§ **Task**:
Please reproduce the data in its entirety, word for word.

----- Source records -----

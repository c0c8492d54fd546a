// Copyright 2025 the Thicket Authors
// SPDX-License-Identifier: Apache-2.0 OR MIT

//! Thicket Input: page-global pointer and keyboard state.
//!
//! ## Overview
//!
//! Physical input state is genuinely global to a window: there is one cursor,
//! one set of held buttons, one set of held keys. This crate owns that state
//! as plain structs the host mutates through event entry points and every
//! other component only reads:
//!
//! - [`PointerState`]: viewport-relative cursor plus the running page scroll,
//!   combined into a page-absolute position behind an equality gate, and the
//!   held-button set with its window-blur release rule.
//! - [`KeyState`]: the set of held key names, also released wholesale on
//!   window blur.
//! - [`KeyBindings`]: chord bindings (`"Control+k"` style) dispatched
//!   most-recent-registration-first, where a stop-propagation binding
//!   consumes the pass. This ordering is what lets the innermost open
//!   popover's Escape binding shadow every outer one.
//! - [`CursorStack`]: scoped cursor requests where the earliest active
//!   request wins, from which the host derives the cursor to show.
//!
//! Event identity for claim tracking lives here too: [`EventId`] names one
//! dispatched input event for exactly as long as the host keeps dispatching
//! it, and [`PointerPass`] carries the per-event facts overlay controllers
//! consume.
//!
//! There is no teardown story for the global state itself — its lifetime is
//! the application's. Bindings and cursor requests, by contrast, are scoped:
//! they hand back tokens their owners release through
//! [`thicket_reactive::Scope`] cleanups.
//!
//! This crate is `no_std` and uses `alloc`.

#![no_std]

extern crate alloc;

mod cursor;
mod event;
mod keys;
mod pointer;

pub use cursor::{CursorStack, CursorToken};
pub use cursor_icon::CursorIcon;
pub use event::{EventId, EventIds, PointerPass};
pub use keys::{BindOptions, BindingId, KeyBindings, KeyChord, KeyPass, KeyState};
pub use pointer::{PointerButtons, PointerState};
// Copyright 2025 the Thicket Authors
// SPDX-License-Identifier: Apache-2.0 OR MIT

//! The host-side geometry query surface.

use kurbo::{Rect, Size, Vec2};

/// Layout queries the host answers about its own element handles.
///
/// `E` is whatever the host uses to refer to a rendered element (a DOM node
/// handle, a widget id, a box-tree key). Observers never hold geometry of
/// their own; they re-query the source when the host tells them something may
/// have moved.
pub trait GeometrySource<E> {
    /// Bounding rectangle of `element` in viewport coordinates, if it is
    /// currently laid out. `None` means the element is absent, which
    /// observers treat as zero geometry rather than an error.
    fn viewport_rect(&self, element: &E) -> Option<Rect>;

    /// The element's own interior scroll offset.
    fn element_scroll(&self, element: &E) -> Vec2;

    /// The page scroll offset, added to viewport coordinates to obtain page
    /// coordinates.
    fn page_scroll(&self) -> Vec2;

    /// Size of the viewport the page is laid out against.
    fn viewport(&self) -> Size;
}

-----

§ **Output below**:
repository c0c8492d54fd546a
// Copyright 2025 the Thicket Authors
// SPDX-License-Identifier: Apache-2.0 OR MIT

//! Thicket Input: page-global pointer and keyboard state.
//!
//! ## Overview
//!
//! Physical input state is genuinely global to a window: there is one cursor,
//! one set of held buttons, one set of held keys. This crate owns that state
//! as plain structs the host mutates through event entry points and every
//! other component only reads:
//!
//! - [`PointerState`]: viewport-relative cursor plus the running page scroll,
//!   combined into a page-absolute position behind an equality gate, and the
//!   held-button set with its window-blur release rule.
//! - [`KeyState`]: the set of held key names, also released wholesale on
//!   window blur.
//! - [`KeyBindings`]: chord bindings (`"Control+k"` style) dispatched
//!   most-recent-registration-first, where a stop-propagation binding
//!   consumes the pass. This ordering is what lets the innermost open
//!   popover's Escape binding shadow every outer one.
//! - [`CursorStack`]: scoped cursor requests where the earliest active
//!   request wins, from which the host derives the cursor to show.
//!
//! Event identity for claim tracking lives here too: [`EventId`] names one
//! dispatched input event for exactly as long as the host keeps dispatching
//! it, and [`PointerPass`] carries the per-event facts overlay controllers
//! consume.
//!
//! There is no teardown story for the global state itself — its lifetime is
//! the application's. Bindings and cursor requests, by contrast, are scoped:
//! they hand back tokens their owners release through
//! [`thicket_reactive::Scope`] cleanups.
//!
//! This crate is `no_std` and uses `alloc`.

#![no_std]

extern crate alloc;

mod cursor;
mod event;
mod keys;
mod pointer;

pub use cursor::{CursorStack, CursorToken};
pub use cursor_icon::CursorIcon;
pub use event::{EventId, EventIds, PointerPass};
pub use keys::{BindOptions, BindingId, KeyBindings, KeyChord, KeyPass, KeyState};
pub use pointer::{PointerButtons, PointerState};
// Copyright 2025 the Thicket Authors
// SPDX-License-Identifier: Apache-2.0 OR MIT

//! The host-side geometry query surface.

use kurbo::{Rect, Size, Vec2};

/// Layout queries the host answers about its own element handles.
///
/// `E` is whatever the host uses to refer to a rendered element (a DOM node
/// handle, a widget id, a box-tree key). Observers never hold geometry of
/// their own; they re-query the source when the host tells them something may
/// have moved.
pub trait GeometrySource<E> {
    /// Bounding rectangle of `element` in viewport coordinates, if it is
    /// currently laid out. `None` means the element is absent, which
    /// observers treat as zero geometry rather than an error.
    fn viewport_rect(&self, element: &E) -> Option<Rect>;

    /// The element's own interior scroll offset.
    fn element_scroll(&self, element: &E) -> Vec2;

    /// The page scroll offset, added to viewport coordinates to obtain page
    /// coordinates.
    fn page_scroll(&self) -> Vec2;

    /// Size of the viewport the page is laid out against.
    fn viewport(&self) -> Size;
}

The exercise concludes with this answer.